Opposite Action of β1- and β2-Adrenergic Receptors on CaV1 L-Channel Current in Rat Adrenal Chromaffin Cells

Voltage-gated Ca 2+ channels of chromaffin cells are modulated by locally released neurotransmitters through autoreceptor-activated G-proteins. Clear evidence exists in favor of a Ca 2+ channel gating inhibition mediated by purinergic, opioidergic, and α-adrenergic autoreceptors. Few and contradictory data suggest also a role of β-adrenergic autoreceptors (β-ARs), the action of which, however, remains obscure. Here, using patch-perforated recordings, we show that rat chromaffin cells respond to the β-AR agonist isoprenaline (ISO) by either upmodulating or downmodulating the amplitude of Ca 2+ currents through two distinct modulatory pathways. ISO (1 μ m ) could cause either fast inhibition (∼25%) or slow potentiation (∼25%), or a combination of the two actions. Both effects were completely prevented by propranolol. Slow potentiation was more evident in cells pretreated with pertussis toxin (PTX) or when β 1 -ARs were selectively stimulated with ISO + ICI118,551. Potentiation was absent when the β 2 -AR-selective agonist zinterol (1 μ m ), the protein kinase A (PKA) inhibitor H89, or nifedipine was applied, suggesting that potentiation is associated with a PKA-mediated phosphorylation of L-channels (∼40% L-current increase) through β 1 -ARs.
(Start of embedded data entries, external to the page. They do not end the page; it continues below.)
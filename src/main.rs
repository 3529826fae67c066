use clap::{Parser, Subcommand};

use commands::GlobalArgs;

mod commands;
mod output;

use commands::{component, versions};

const VERSION: &str = env!("CARGO_PKG_VERSION");

#[derive(Parser)]
#[command(name = "scaffold")]
#[command(version = VERSION)]
#[command(about = "Generator helpers for JavaScript monorepos")]
struct Cli {
    /// Workspace root (defaults to the current directory)
    #[arg(long, global = true, default_value = ".")]
    root: String,

    #[command(subcommand)]
    command: Commands,
}

#[derive(Subcommand)]
enum Commands {
    /// Resolve framework and package versions, and detect the build tool
    Versions(versions::VersionsArgs),
    /// Normalize component options and export the component from its barrel
    Component(component::ComponentArgs),
}

fn main() -> std::process::ExitCode {
    let cli = Cli::parse();

    let global = GlobalArgs {
        root: std::path::PathBuf::from(&cli.root),
    };

    let (json_result, exit_code) = match cli.command {
        Commands::Versions(args) => output::map_cmd_result_to_json(versions::run(args, &global)),
        Commands::Component(args) => {
            output::map_cmd_result_to_json(component::run(args, &global))
        }
    };

    output::print_json_result(json_result);

    std::process::ExitCode::from(exit_code_to_u8(exit_code))
}

fn exit_code_to_u8(code: i32) -> u8 {
    if code <= 0 {
        0
    } else if code >= 255 {
        255
    } else {
        code as u8
    }
}
//! Package version lookup and build-tool detection.
//!
//! Lookups never fail for an absent package or config file: absence is an
//! ordinary outcome and shows up in the return value.

use std::path::Path;

use serde::Serialize;

use crate::defaults::Defaults;
use crate::manifest::Manifest;

/// Config file whose presence at the workspace root selects [`BuildToolFlavor::Vite`].
pub const VITE_CONFIG_FILE: &str = "vite.config.ts";

/// Build pipeline a workspace uses.
#[derive(Debug, Clone, Copy, PartialEq, Eq, Serialize)]
#[serde(rename_all = "lowercase")]
pub enum BuildToolFlavor {
    Classic,
    Vite,
}

impl BuildToolFlavor {
    pub fn as_str(&self) -> &'static str {
        match self {
            BuildToolFlavor::Classic => "classic",
            BuildToolFlavor::Vite => "vite",
        }
    }
}

/// Declared requirement for `package`: devDependencies first, then
/// dependencies. `None` when neither table has it.
pub fn resolve_package_version<'a>(manifest: &'a Manifest, package: &str) -> Option<&'a str> {
    manifest.declared(package).map(|(_, version)| version)
}

/// Classify the build tool by checking for `vite.config.ts` directly under `root`.
pub fn classify_build_tool(root: &Path) -> BuildToolFlavor {
    classify_with_config(root, VITE_CONFIG_FILE)
}

fn classify_with_config(root: &Path, config_file: &str) -> BuildToolFlavor {
    if root.join(config_file).is_file() {
        BuildToolFlavor::Vite
    } else {
        BuildToolFlavor::Classic
    }
}

/// Resolver bound to an immutable defaults table.
#[derive(Debug, Clone)]
pub struct VersionResolver {
    defaults: Defaults,
}

impl Default for VersionResolver {
    fn default() -> Self {
        Self::new(Defaults::default())
    }
}

impl VersionResolver {
    pub fn new(defaults: Defaults) -> Self {
        Self { defaults }
    }

    pub fn defaults(&self) -> &Defaults {
        &self.defaults
    }

    /// Declared framework version, or the configured fallback.
    pub fn resolve_framework_version(&self, manifest: &Manifest) -> String {
        resolve_package_version(manifest, &self.defaults.framework_package)
            .unwrap_or(&self.defaults.framework_version)
            .to_string()
    }

    /// Declared version of `package`, or its default range if the table knows it.
    pub fn version_or_default(&self, manifest: &Manifest, package: &str) -> Option<String> {
        resolve_package_version(manifest, package)
            .or_else(|| self.defaults.version_for(package))
            .map(str::to_string)
    }

    /// Same as [`classify_build_tool`], honoring a configured file name.
    pub fn classify_build_tool(&self, root: &Path) -> BuildToolFlavor {
        classify_with_config(root, &self.defaults.build_tool_config)
    }
}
The ISO-induced inhibition was fast and reversible, preserved in cell treated with H89, and mimicked by zinterol. The action of zinterol was mostly on L-channels (38% inhibition). Zinterol action preserved the channel activation kinetics, the voltage-dependence of the I – V characteristic, and was removed by PTX, suggesting that β 2 AR-mediated channel inhibition was mainly voltage independent and coupled to G i /G o -proteins. Sequential application of zinterol and ISO mimicked the dual action (inhibition/potentiation) of ISO alone. The two kinetically and pharmacologically distinct β-ARs signaling uncover alternative pathways, which may serve the autocrine control of Ca 2+ -dependent exocytosis and other related functions of rat chromaffin cells.